The HCI value ranges between 0 and 1 and shows how far below its potential a country performs. The global HCI average for all countries in the echelons for the year 2018 is 0.56.
India has scored 0.44 and the other nations which have the same score are Ghana, Zimbabwe and Solomon Islands.
India’s rank is substantially below with respect to its four neighbours like Myanmar (Rank of 107) Bangladesh (106) Nepal (102) and Sri Lanka (74) based on the said index. It is Singapore that topped the list followed by South Korea, Japan, Hong Kong and Finland which scored 0.88, 0.84, 0.84 0.82 and 0.81 respectively.
The World Bank points that it is the focus on education as the main driver of their rapid development, that helped the above 5 countries to top the charts.
The HCI conveys the productivity of the next generation of workers compared to a benchmark of complete standard education and full health.
Launched at the World Bank-International Monetary Fund annual meeting in Bali, HCI has been constructed for 157 countries and this index is the bank’s latest push to ramp up that commitment as part of the Human Capital Project that it launched last year.
For nearly half a century the World Bank and other Western foreign development institutions have been shifting their focus from building infrastructure to building human capital and prioritised on health and education because studies show that they are closely linked with a population’s productivity.
India scores 0.44 which means the earning potential of our youngest generation over their lifetime is only 44 percent of what it could be, if they have access to complete education and good health.
In other words India is losing 66 percent of its productivity by not fully investing in human capital.
It simply means that a child born in India today will be only 44 percent as productive when she grows up as she could be if she enjoyed complete education and enjoys full health.
The current results for India are pathetic. India can take consolation from three other facts that its human capital performance places it in the second-to-lowest quartile of the HCI and not the lowest.
Second, those other large developing economies such as Brazil and Indonesia occupy the same station and third that our nearest much talked-about neighbour Pakistan, has a score of 0.39.
In India girls have fared slightly better at 0.45 than boys, who scored 0.43. India got 0.96 score on the first parameter which means that the probability of survival up to the age of 5, is 96 out of 100 children.

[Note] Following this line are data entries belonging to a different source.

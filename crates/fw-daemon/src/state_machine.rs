use serde::{Deserialize, Serialize};
use std::fmt;

// ---------------------------------------------------------------------------
// ReconcileState
// ---------------------------------------------------------------------------

#[derive(Debug, Clone, Copy, PartialEq, Eq, Hash, Serialize, Deserialize)]
#[serde(rename_all = "snake_case")]
pub enum ReconcileState {
    Planning,
    NoOp,
    Executing,
    Validating,
    Retrying,
    Committed,
    Abandoned,
    Failed,
    Done,
}

impl ReconcileState {
    /// States that end an attempt; only `Finish` leaves them.
    pub fn is_terminal(&self) -> bool {
        matches!(
            self,
            ReconcileState::NoOp
                | ReconcileState::Committed
                | ReconcileState::Abandoned
                | ReconcileState::Failed
        )
    }
}

impl fmt::Display for ReconcileState {
    fn fmt(&self, f: &mut fmt::Formatter<'_>) -> fmt::Result {
        let label = match self {
            ReconcileState::Planning => "Planning",
            ReconcileState::NoOp => "NoOp",
            ReconcileState::Executing => "Executing",
            ReconcileState::Validating => "Validating",
            ReconcileState::Retrying => "Retrying",
            ReconcileState::Committed => "Committed",
            ReconcileState::Abandoned => "Abandoned",
            ReconcileState::Failed => "Failed",
            ReconcileState::Done => "Done",
        };
        write!(f, "{}", label)
    }
}

// ---------------------------------------------------------------------------
// ReconcileEvent
// ---------------------------------------------------------------------------

#[derive(Debug, Clone, Copy, PartialEq, Eq, Serialize, Deserialize)]
#[serde(rename_all = "snake_case")]
pub enum ReconcileEvent {
    /// Planning found nothing pending on top of an existing checkpoint.
    NothingPending,
    /// Planning chose a mode and built the first brief.
    Planned,
    /// The executor round returned.
    Executed,
    Clean,
    Dirty,
    /// Still dirty and no rounds left.
    Exhausted,
    Retry,
    Fail,
    Finish,
}

impl fmt::Display for ReconcileEvent {
    fn fmt(&self, f: &mut fmt::Formatter<'_>) -> fmt::Result {
        let label = match self {
            ReconcileEvent::NothingPending => "NothingPending",
            ReconcileEvent::Planned => "Planned",
            ReconcileEvent::Executed => "Executed",
            ReconcileEvent::Clean => "Clean",
            ReconcileEvent::Dirty => "Dirty",
            ReconcileEvent::Exhausted => "Exhausted",
            ReconcileEvent::Retry => "Retry",
            ReconcileEvent::Fail => "Fail",
            ReconcileEvent::Finish => "Finish",
        };
        write!(f, "{}", label)
    }
}

// ---------------------------------------------------------------------------
// Error
// ---------------------------------------------------------------------------

#[derive(Debug, thiserror::Error)]
pub enum StateMachineError {
    #[error("invalid transition: cannot apply {event} in state {state}")]
    InvalidTransition {
        state: ReconcileState,
        event: ReconcileEvent,
    },
}

// ---------------------------------------------------------------------------
// ReconcileStateMachine
// ---------------------------------------------------------------------------

/// Lifecycle of one reconciliation attempt.
///
/// Valid transitions:
/// - Planning   + NothingPending -> NoOp
/// - Planning   + Planned        -> Executing
/// - Executing  + Executed       -> Validating
/// - Validating + Clean          -> Committed
/// - Validating + Dirty          -> Retrying
/// - Validating + Exhausted      -> Abandoned
/// - Retrying   + Retry          -> Executing
/// - Planning | Executing | Validating + Fail -> Failed
/// - NoOp | Committed | Abandoned | Failed + Finish -> Done
#[derive(Debug, Clone)]
pub struct ReconcileStateMachine {
    current: ReconcileState,
    history: Vec<(ReconcileState, ReconcileEvent, ReconcileState)>,
}

fn next_state(state: ReconcileState, event: ReconcileEvent) -> Option<ReconcileState> {
    use ReconcileEvent as E;
    use ReconcileState as S;
    Some(match (state, event) {
        (S::Planning, E::NothingPending) => S::NoOp,
        (S::Planning, E::Planned) => S::Executing,
        (S::Executing, E::Executed) => S::Validating,
        (S::Validating, E::Clean) => S::Committed,
        (S::Validating, E::Dirty) => S::Retrying,
        (S::Validating, E::Exhausted) => S::Abandoned,
        (S::Retrying, E::Retry) => S::Executing,
        (S::Planning | S::Executing | S::Validating, E::Fail) => S::Failed,
        (s, E::Finish) if s.is_terminal() => S::Done,
        _ => return None,
    })
}

impl ReconcileStateMachine {
    /// Create a new state machine starting in `Planning`.
    pub fn new() -> Self {
        Self {
            current: ReconcileState::Planning,
            history: Vec::new(),
        }
    }

    pub fn state(&self) -> ReconcileState {
        self.current
    }

    pub fn history(&self) -> &[(ReconcileState, ReconcileEvent, ReconcileState)] {
        &self.history
    }

    pub fn transition(&mut self, event: ReconcileEvent) -> Result<ReconcileState, StateMachineError> {
        let Some(next) = next_state(self.current, event) else {
            return Err(StateMachineError::InvalidTransition {
                state: self.current,
                event,
            });
        };

        let from = self.current;
        self.current = next;
        self.history.push((from, event, next));
        tracing::debug!(from = %from, event = %event, to = %next, "reconcile state transition");
        Ok(next)
    }

    pub fn can_transition(&self, event: ReconcileEvent) -> bool {
        next_state(self.current, event).is_some()
    }
}

impl Default for ReconcileStateMachine {
    fn default() -> Self {
        Self::new()
    }
}
//! Structural predicates a reconciliation must satisfy before it commits.
//!
//! Both checks read the live tree. Their rendered reports are fed back to
//! the policy executor verbatim, so the wording is part of the contract.

use std::fmt;

use serde::{Deserialize, Serialize};
use tokio_rusqlite::Connection;

use crate::db::{Database, StoreError};
use crate::types::{FolderRef, UserId};

#[derive(Debug, Clone, Copy, PartialEq, Eq, Serialize, Deserialize)]
#[serde(rename_all = "snake_case")]
pub enum InvariantKind {
    /// A folder holds direct files and direct subfolders at the same time.
    MixedContent,
    /// A folder holds nothing at all.
    EmptyFolder,
}

impl InvariantKind {
    fn clean_message(&self) -> &'static str {
        match self {
            InvariantKind::MixedContent => "No folder contains both files and subfolders.",
            InvariantKind::EmptyFolder => "No empty folders found.",
        }
    }

    fn violation_header(&self) -> &'static str {
        match self {
            InvariantKind::MixedContent => {
                "The following folders contain both files and subfolders \
                 (single-content principle violated):"
            }
            InvariantKind::EmptyFolder => "The following folders are empty, delete them:",
        }
    }
}

#[derive(Debug, Clone, PartialEq, Eq, Serialize, Deserialize)]
pub struct InvariantReport {
    pub kind: InvariantKind,
    pub violations: Vec<FolderRef>,
}

impl InvariantReport {
    pub fn is_clean(&self) -> bool {
        self.violations.is_empty()
    }

    pub fn render(&self) -> String {
        self.to_string()
    }
}

impl fmt::Display for InvariantReport {
    fn fmt(&self, f: &mut fmt::Formatter<'_>) -> fmt::Result {
        if self.is_clean() {
            return f.write_str(self.kind.clean_message());
        }
        f.write_str(self.kind.violation_header())?;
        for folder in &self.violations {
            write!(f, "\n{folder}")?;
        }
        Ok(())
    }
}

/// Both reports taken together.
#[derive(Debug, Clone, PartialEq, Eq, Serialize, Deserialize)]
pub struct ValidationReport {
    pub mixed_content: InvariantReport,
    pub empty_folders: InvariantReport,
}

impl ValidationReport {
    pub fn is_clean(&self) -> bool {
        self.mixed_content.is_clean() && self.empty_folders.is_clean()
    }

    /// Reports of the failing checks only, separated by blank lines.
    pub fn render_violations(&self) -> String {
        [&self.mixed_content, &self.empty_folders]
            .into_iter()
            .filter(|r| !r.is_clean())
            .map(InvariantReport::render)
            .collect::<Vec<_>>()
            .join("\n\n")
    }
}

#[derive(Clone)]
pub struct InvariantChecker {
    conn: Connection,
}

impl InvariantChecker {
    pub fn new(db: &Database) -> Self {
        Self {
            conn: db.connection().clone(),
        }
    }

    /// Folders (the virtual root included) with >=1 direct subfolder and
    /// >=1 direct file.
    pub async fn mixed_content_violations(&self, user_id: UserId) -> Result<InvariantReport, StoreError> {
        let violations = self
            .conn
            .call(move |conn| {
                let root_mixed: bool = conn.query_row(
                    "SELECT EXISTS(SELECT 1 FROM folders WHERE user_id = ?1 AND parent_id IS NULL)
                        AND EXISTS(SELECT 1 FROM files WHERE user_id = ?1 AND parent_id IS NULL)",
                    rusqlite::params![user_id],
                    |r| r.get(0),
                )?;
                let mut out = Vec::new();
                if root_mixed {
                    out.push(FolderRef::root());
                }
                let mut stmt = conn.prepare(
                    "SELECT f.id, f.name FROM folders f
                     WHERE f.user_id = ?1
                       AND EXISTS(SELECT 1 FROM folders c WHERE c.parent_id = f.id)
                       AND EXISTS(SELECT 1 FROM files x WHERE x.parent_id = f.id)
                     ORDER BY f.id",
                )?;
                let rows = stmt.query_map(rusqlite::params![user_id], |r| {
                    Ok(FolderRef {
                        id: r.get(0)?,
                        name: r.get(1)?,
                    })
                })?;
                for row in rows {
                    out.push(row?);
                }
                Ok(out)
            })
            .await?;
        Ok(InvariantReport {
            kind: InvariantKind::MixedContent,
            violations,
        })
    }

    /// Folders with no subfolders and no files.
    pub async fn empty_folder_violations(&self, user_id: UserId) -> Result<InvariantReport, StoreError> {
        let violations = self
            .conn
            .call(move |conn| {
                let mut stmt = conn.prepare(
                    "SELECT f.id, f.name FROM folders f
                     WHERE f.user_id = ?1
                       AND NOT EXISTS(SELECT 1 FROM folders c WHERE c.parent_id = f.id)
                       AND NOT EXISTS(SELECT 1 FROM files x WHERE x.parent_id = f.id)
                     ORDER BY f.id",
                )?;
                let rows = stmt
                    .query_map(rusqlite::params![user_id], |r| {
                        Ok(FolderRef {
                            id: r.get(0)?,
                            name: r.get(1)?,
                        })
                    })?
                    .collect::<rusqlite::Result<Vec<_>>>()?;
                Ok(rows)
            })
            .await?;
        Ok(InvariantReport {
            kind: InvariantKind::EmptyFolder,
            violations,
        })
    }

    pub async fn validate(&self, user_id: UserId) -> Result<ValidationReport, StoreError> {
        Ok(ValidationReport {
            mixed_content: self.mixed_content_violations(user_id).await?,
            empty_folders: self.empty_folder_violations(user_id).await?,
        })
    }
}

On the second parameter it says a child who starts school at age 4 can expect to complete 10.2 years of school by their 18th birthday. However factoring in what children actually learn, the expected years of school are only 5.8 in India.

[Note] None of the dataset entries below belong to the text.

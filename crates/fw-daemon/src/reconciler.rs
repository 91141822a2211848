//! The reconciliation driver.
//!
//! One admitted request becomes one [`Reconciler::run`]: plan from the
//! incremental context, hand the executor a brief, validate the live tree,
//! and either commit the checkpoint, retry with a corrective brief, or give
//! up. Every attempt ends with exactly one notification.
//!
//! The commit target is the latest event id seen at planning time. Events
//! appended while the executor runs are newer than that and stay pending
//! for the next attempt.

use std::fmt;
use std::panic::AssertUnwindSafe;
use std::sync::Arc;
use std::time::{Duration, Instant};

use chrono::{DateTime, Utc};
use futures::FutureExt;
use fw_core::checkpoint::CheckpointStore;
use fw_core::config::ReconcileConfig;
use fw_core::db::{Database, StoreError};
use fw_core::event_log::EventLog;
use fw_core::incremental::IncrementalLoader;
use fw_core::invariants::InvariantChecker;
use fw_core::tree::TreeStore;
use fw_core::types::{EventId, UserId};
use fw_harness::admission::AdmissionLock;
use fw_harness::capabilities::{CapabilityHost, TokenUsage};
use fw_harness::policy::{ExecutionRequest, PolicyError, PolicyExecutor};
use fw_telemetry::tracing_setup::{create_child_span, create_operation_span};
use tracing::{debug, error, info, warn, Instrument};

use crate::brief::{corrective_brief, full_scan_brief, incremental_brief};
use crate::notify::{deliver, NotificationSink};
use crate::plan::{select_plan, Plan, ScanMode};
use crate::state_machine::{ReconcileEvent, ReconcileState, ReconcileStateMachine, StateMachineError};

#[derive(Debug, thiserror::Error)]
pub enum ReconcileError {
    #[error(transparent)]
    Store(#[from] StoreError),
    #[error(transparent)]
    Policy(#[from] PolicyError),
    #[error(transparent)]
    StateMachine(#[from] StateMachineError),
    #[error("attempt panicked")]
    Panicked,
}

/// How an attempt ended.
#[derive(Debug, Clone, PartialEq, Eq)]
pub enum Outcome {
    NoOp,
    Committed,
    Abandoned { violations: String },
    Failed { error: String },
}

impl fmt::Display for Outcome {
    fn fmt(&self, f: &mut fmt::Formatter<'_>) -> fmt::Result {
        match self {
            Outcome::NoOp => f.write_str("no changes since the last organize checkpoint"),
            Outcome::Committed => f.write_str("organization complete, all folders pass validation"),
            Outcome::Abandoned { violations } => {
                write!(f, "organization incomplete after all attempts:\n{violations}")
            }
            Outcome::Failed { error } => write!(f, "task execution failed: {error}"),
        }
    }
}

#[derive(Debug, Clone)]
pub struct ReconcileReport {
    pub user_id: UserId,
    pub trace_id: String,
    /// `None` if planning itself failed.
    pub plan: Option<Plan>,
    pub outcome: Outcome,
    pub checkpoint_event_id: EventId,
    pub target_event_id: EventId,
    /// Executor rounds run, the first one included.
    pub attempts: u32,
    /// The checkpoint write for this attempt actually landed.
    pub checkpoint_advanced: bool,
    pub usage: TokenUsage,
    pub steps: u64,
    pub trace: String,
    pub history: Vec<(ReconcileState, ReconcileEvent, ReconcileState)>,
    pub started_at: DateTime<Utc>,
    pub elapsed: Duration,
}

impl ReconcileReport {
    pub fn final_state(&self) -> Option<ReconcileState> {
        self.history.last().map(|(_, _, to)| *to)
    }

    pub fn mode_label(&self) -> &'static str {
        match self.plan {
            None => "unknown",
            Some(Plan::NoOp) => "noop",
            Some(Plan::Run { mode, .. }) => mode.as_str(),
        }
    }

    pub fn notification_title(&self) -> String {
        format!(
            "Your file organization task started at {} has finished",
            self.started_at.format("%Y-%m-%d %H:%M:%S UTC")
        )
    }

    pub fn notification_content(&self) -> String {
        let checkpoint = if self.checkpoint_advanced {
            format!(
                "advanced to event {}",
                self.target_event_id.max(self.checkpoint_event_id)
            )
        } else {
            format!("not advanced, still at event {}", self.checkpoint_event_id)
        };
        let trace = if self.trace.is_empty() {
            "(empty)"
        } else {
            self.trace.as_str()
        };
        format!(
            "Elapsed: {:.2}s\n\
             Input tokens: {}\n\
             Output tokens: {}\n\
             Total tokens: {}\n\
             Outcome: {}\n\
             Checkpoint: {}\n\
             Mode: {}\n\
             Attempts: {}\n\
             Trace id: {}\n\
             Trace:\n{}",
            self.elapsed.as_secs_f64(),
            self.usage.input_tokens,
            self.usage.output_tokens,
            self.usage.total_tokens,
            self.outcome,
            checkpoint,
            self.mode_label(),
            self.attempts,
            self.trace_id,
            trace,
        )
    }
}

#[derive(Debug, Default)]
struct Progress {
    plan: Option<Plan>,
    checkpoint_event_id: EventId,
    target_event_id: EventId,
    rounds: u32,
    checkpoint_advanced: bool,
}

#[derive(Clone)]
pub struct Reconciler {
    loader: IncrementalLoader,
    checkpoints: CheckpointStore,
    tree: TreeStore,
    checker: InvariantChecker,
    executor: Arc<dyn PolicyExecutor>,
    notifier: Arc<dyn NotificationSink>,
    config: ReconcileConfig,
}

impl Reconciler {
    pub fn new(
        db: &Database,
        executor: Arc<dyn PolicyExecutor>,
        notifier: Arc<dyn NotificationSink>,
        config: ReconcileConfig,
    ) -> Self {
        let events = EventLog::new(db);
        let checkpoints = CheckpointStore::new(db);
        Self {
            loader: IncrementalLoader::new(events.clone(), checkpoints.clone())
                .with_summary_lines(config.summary_lines),
            checkpoints,
            tree: TreeStore::new(db, events),
            checker: InvariantChecker::new(db),
            executor,
            notifier,
            config,
        }
    }

    pub fn config(&self) -> &ReconcileConfig {
        &self.config
    }

    /// Run a dequeued task while holding its admission lock.
    ///
    /// The lock is released on every path out, a panic included.
    pub async fn run_admitted(&self, user_id: UserId, lock: &AdmissionLock) -> Option<ReconcileReport> {
        if let Err(e) = lock.mark_running(user_id).await {
            warn!(user_id, error = %e, "could not mark lock running");
        }
        let result = AssertUnwindSafe(self.run(user_id)).catch_unwind().await;
        if let Err(e) = lock.release(user_id).await {
            error!(user_id, error = %e, "failed to release admission lock");
        }
        match result {
            Ok(report) => Some(report),
            Err(_) => {
                error!(user_id, "reconciliation panicked");
                None
            }
        }
    }

    /// One full attempt, notification included. Never fails: errors end up
    /// in the report's outcome.
    pub async fn run(&self, user_id: UserId) -> ReconcileReport {
        let (span, trace_id) = create_operation_span("reconcile");
        self.run_traced(user_id, trace_id).instrument(span).await
    }

    async fn run_traced(&self, user_id: UserId, trace_id: String) -> ReconcileReport {
        let started_at = Utc::now();
        let clock = Instant::now();
        let host = CapabilityHost::new(user_id, &self.tree, self.checker.clone(), self.config.max_steps);
        let mut sm = ReconcileStateMachine::new();
        let mut progress = Progress::default();

        let driven = AssertUnwindSafe(self.drive(user_id, &trace_id, &host, &mut sm, &mut progress))
            .catch_unwind()
            .await
            .unwrap_or(Err(ReconcileError::Panicked));

        let outcome = match driven {
            Ok(outcome) => outcome,
            Err(e) => {
                error!(user_id, state = %sm.state(), error = %e, "reconciliation failed");
                if sm.can_transition(ReconcileEvent::Fail) {
                    let _ = sm.transition(ReconcileEvent::Fail);
                }
                Outcome::Failed { error: e.to_string() }
            }
        };
        if sm.can_transition(ReconcileEvent::Finish) {
            let _ = sm.transition(ReconcileEvent::Finish);
        }

        let report = ReconcileReport {
            user_id,
            trace_id,
            plan: progress.plan,
            outcome,
            checkpoint_event_id: progress.checkpoint_event_id,
            target_event_id: progress.target_event_id,
            attempts: progress.rounds,
            checkpoint_advanced: progress.checkpoint_advanced,
            usage: host.usage(),
            steps: host.total_steps(),
            trace: host.render_trace(),
            history: sm.history().to_vec(),
            started_at,
            elapsed: clock.elapsed(),
        };
        info!(
            user_id,
            mode = report.mode_label(),
            attempts = report.attempts,
            steps = report.steps,
            total_tokens = report.usage.total_tokens,
            advanced = report.checkpoint_advanced,
            "reconciliation finished"
        );
        deliver(
            self.notifier.as_ref(),
            user_id,
            &report.notification_title(),
            &report.notification_content(),
        )
        .await;
        report
    }

    async fn drive(
        &self,
        user_id: UserId,
        trace_id: &str,
        host: &CapabilityHost,
        sm: &mut ReconcileStateMachine,
        progress: &mut Progress,
    ) -> Result<Outcome, ReconcileError> {
        let ctx = self.loader.load(user_id, self.config.max_events).await?;
        progress.checkpoint_event_id = ctx.checkpoint_event_id;
        progress.target_event_id = ctx.target_event_id;

        let plan = select_plan(&ctx);
        progress.plan = Some(plan);
        let mode = match plan {
            Plan::NoOp => {
                sm.transition(ReconcileEvent::NothingPending)?;
                progress.checkpoint_advanced =
                    self.checkpoints.advance(user_id, ctx.target_event_id, false).await;
                info!(user_id, event_id = ctx.target_event_id, "nothing pending");
                return Ok(Outcome::NoOp);
            }
            Plan::Run { mode, reason } => {
                info!(
                    user_id,
                    mode = %mode,
                    ?reason,
                    from = ctx.checkpoint_event_id,
                    to = ctx.target_event_id,
                    total_events = ctx.total_events,
                    "reconciliation planned"
                );
                mode
            }
        };

        let mut brief = match mode {
            ScanMode::Incremental => incremental_brief(user_id, &ctx),
            ScanMode::FullScan => full_scan_brief(user_id),
        };
        sm.transition(ReconcileEvent::Planned)?;
        let session_id = format!("file_org_{user_id}");

        loop {
            let round = host.begin_round();
            progress.rounds = round;
            let request = ExecutionRequest {
                user_id,
                session_id: session_id.clone(),
                brief,
                round,
            };
            let executed = self
                .executor
                .execute(&request, host)
                .instrument(create_child_span(trace_id, "execute"))
                .await?;
            debug!(
                user_id,
                attempt = round,
                executor = self.executor.name(),
                input_tokens = executed.usage.input_tokens,
                output_tokens = executed.usage.output_tokens,
                "executor round returned"
            );
            sm.transition(ReconcileEvent::Executed)?;

            let report = self.checker.validate(user_id).await?;
            if report.is_clean() {
                sm.transition(ReconcileEvent::Clean)?;
                let full_scan = mode == ScanMode::FullScan;
                progress.checkpoint_advanced = self
                    .checkpoints
                    .advance(user_id, ctx.target_event_id, full_scan)
                    .await;
                if !progress.checkpoint_advanced {
                    warn!(user_id, event_id = ctx.target_event_id, "committed but checkpoint write failed");
                }
                info!(user_id, attempt = round, event_id = ctx.target_event_id, "reconciliation committed");
                return Ok(Outcome::Committed);
            }

            if round >= self.config.max_attempts {
                sm.transition(ReconcileEvent::Exhausted)?;
                info!(user_id, attempt = round, "reconciliation abandoned, tree still dirty");
                return Ok(Outcome::Abandoned {
                    violations: report.render_violations(),
                });
            }

            debug!(user_id, attempt = round, "validation failed, retrying");
            sm.transition(ReconcileEvent::Dirty)?;
            brief = corrective_brief(&report);
            sm.transition(ReconcileEvent::Retry)?;
        }
    }
}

On other parameters the index reveals that 83 percent of 15-year-olds in India will survive until 60.
The Government of India has questioned the index’s methodology by questioning the advisability and utility of this exercise of constructing HCI.
Our contention is that HCI has failed to take into account other measures that India has undertaken to improve school enrolment, health and financial inclusion.
According to the government there are major methodological weaknesses as well besides substantial data gaps.
For instance, for the schooling parameter though quantity is assessed using enrolment rates reported by UNESCO, quality is gauged using harmonised test scores from major international student achievement testing programmes.
Politicisation of HCI results in India apart, it must be agreed that HCI composition signals a renewed emphasis on investing in human capital.
It also goes without saying that all the successive governments in India did not spend enough on education and health sectors both as a percentage of Gross Domestic Product and annual budgets.
The expenditure on health and education has always been very modest and we need to massively invest in public education and community healthcare sector.
The World Bank’s 2018 report on education emphasizes that there is little or no association across countries between levels of spending and levels of learning outcomes.
Thus the main challenge for us is to reorient education systems from just more years of schooling to a coherent focus on learning, as investment in ‘human capital’ does not only mean ‘spending more’ as per the HCI construction methodology.
It is also a fact that in countries such as India we have increased spending on education but never bothered to measure learning outcomes.